Collected data entries:
----
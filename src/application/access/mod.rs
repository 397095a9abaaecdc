use uuid::Uuid;

use crate::domain::accounts::profile::Account;
use crate::domain::accounts::user::Role;
use crate::domain::maintenance::request::MaintenanceRequest;

/// The authenticated caller. `role` is `None` for accounts without a profile.
#[derive(Debug, Clone, PartialEq, Eq)]
pub struct Viewer {
    pub user_id: Uuid,
    pub role: Option<Role>,
    pub team_id: Option<Uuid>,
}

impl From<&Account> for Viewer {
    fn from(account: &Account) -> Self {
        Viewer {
            user_id: account.user.id,
            role: account.role,
            team_id: account.team_id,
        }
    }
}

/// Subset of maintenance requests a viewer may see or modify.
#[derive(Debug, Clone, PartialEq, Eq)]
pub enum RequestScope {
    All,
    /// Assigned to the technician, or to the technician's team when they have one.
    AssignedOrTeam {
        technician_id: Uuid,
        team_id: Option<Uuid>,
    },
    /// Created by the user or naming them as the client.
    Involved { user_id: Uuid },
    CreatedBy { user_id: Uuid },
}

impl Viewer {
    pub fn request_scope(&self) -> RequestScope {
        match self.role {
            Some(Role::Manager) => RequestScope::All,
            Some(Role::Technician) => RequestScope::AssignedOrTeam {
                technician_id: self.user_id,
                team_id: self.team_id,
            },
            Some(Role::User) => RequestScope::Involved {
                user_id: self.user_id,
            },
            None => RequestScope::CreatedBy {
                user_id: self.user_id,
            },
        }
    }

    pub fn is_client(&self) -> bool {
        self.role == Some(Role::User)
    }
}

impl RequestScope {
    pub fn permits(&self, req: &MaintenanceRequest) -> bool {
        match self {
            RequestScope::All => true,
            RequestScope::AssignedOrTeam {
                technician_id,
                team_id,
            } => {
                req.technician_id == Some(*technician_id)
                    || (team_id.is_some() && req.team_id == *team_id)
            }
            RequestScope::Involved { user_id } => {
                req.created_by_id == Some(*user_id) || req.client_id == Some(*user_id)
            }
            RequestScope::CreatedBy { user_id } => req.created_by_id == Some(*user_id),
        }
    }
}
use axum::Json;
use axum::extract::rejection::{JsonRejection, PathRejection, QueryRejection};
use axum::http::StatusCode;
use axum::response::{IntoResponse, Response};
use serde::Serialize;
use utoipa::ToSchema;

use crate::application::ports::errors::DuplicateKey;
use crate::application::use_cases::write_error::WriteError;

/// Body of every non-2xx response.
#[derive(Debug, Serialize, ToSchema)]
pub struct ErrorBody {
    pub error: String,
}

#[derive(Debug, thiserror::Error)]
pub enum ApiError {
    #[error("{0}")]
    BadRequest(String),
    #[error("Authentication credentials were not provided or are invalid")]
    Unauthorized,
    #[error("Not found")]
    NotFound,
    #[error("Internal server error")]
    Internal(anyhow::Error),
}

pub type ApiResult<T> = Result<T, ApiError>;

impl ApiError {
    pub fn bad_request(msg: impl Into<String>) -> Self {
        ApiError::BadRequest(msg.into())
    }

    fn status(&self) -> StatusCode {
        match self {
            ApiError::BadRequest(_) => StatusCode::BAD_REQUEST,
            ApiError::Unauthorized => StatusCode::UNAUTHORIZED,
            ApiError::NotFound => StatusCode::NOT_FOUND,
            ApiError::Internal(_) => StatusCode::INTERNAL_SERVER_ERROR,
        }
    }
}

impl From<anyhow::Error> for ApiError {
    fn from(err: anyhow::Error) -> Self {
        match err.downcast_ref::<DuplicateKey>() {
            Some(dup) => ApiError::BadRequest(dup.to_string()),
            None => ApiError::Internal(err),
        }
    }
}

impl From<WriteError> for ApiError {
    fn from(err: WriteError) -> Self {
        match err {
            WriteError::Invalid(msg) => ApiError::BadRequest(msg),
            WriteError::NotFound => ApiError::NotFound,
            WriteError::Store(e) => e.into(),
        }
    }
}

impl From<JsonRejection> for ApiError {
    fn from(rejection: JsonRejection) -> Self {
        ApiError::BadRequest(rejection.body_text())
    }
}

impl From<QueryRejection> for ApiError {
    fn from(rejection: QueryRejection) -> Self {
        ApiError::BadRequest(rejection.body_text())
    }
}

impl From<PathRejection> for ApiError {
    fn from(_: PathRejection) -> Self {
        ApiError::NotFound
    }
}

impl IntoResponse for ApiError {
    fn into_response(self) -> Response {
        let status = self.status();
        if let ApiError::Internal(err) = &self {
            tracing::error!(error = ?err, "request_failed");
        }
        let body = ErrorBody {
            error: self.to_string(),
        };
        (status, Json(body)).into_response()
    }
}

#[cfg(test)]
mod tests {
    use super::*;

    #[test]
    fn duplicate_keys_become_bad_requests() {
        let err: ApiError = anyhow::Error::from(DuplicateKey {
            field: "serial_number",
        })
        .into();
        assert!(matches!(err, ApiError::BadRequest(ref m) if m == "serial_number already exists"));
    }

    #[test]
    fn write_errors_map_to_status_codes() {
        let invalid: ApiError = WriteError::Invalid("subject may not be blank".into()).into();
        assert_eq!(invalid.status(), StatusCode::BAD_REQUEST);
        let missing: ApiError = WriteError::NotFound.into();
        assert_eq!(missing.status(), StatusCode::NOT_FOUND);
        let store: ApiError = WriteError::Store(anyhow::anyhow!("connection reset")).into();
        assert_eq!(store.status(), StatusCode::INTERNAL_SERVER_ERROR);
        assert_eq!(store.to_string(), "Internal server error");
    }
}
----
Across the data above, how many lines include the word "anyhow"? Give only the count.

Response:
5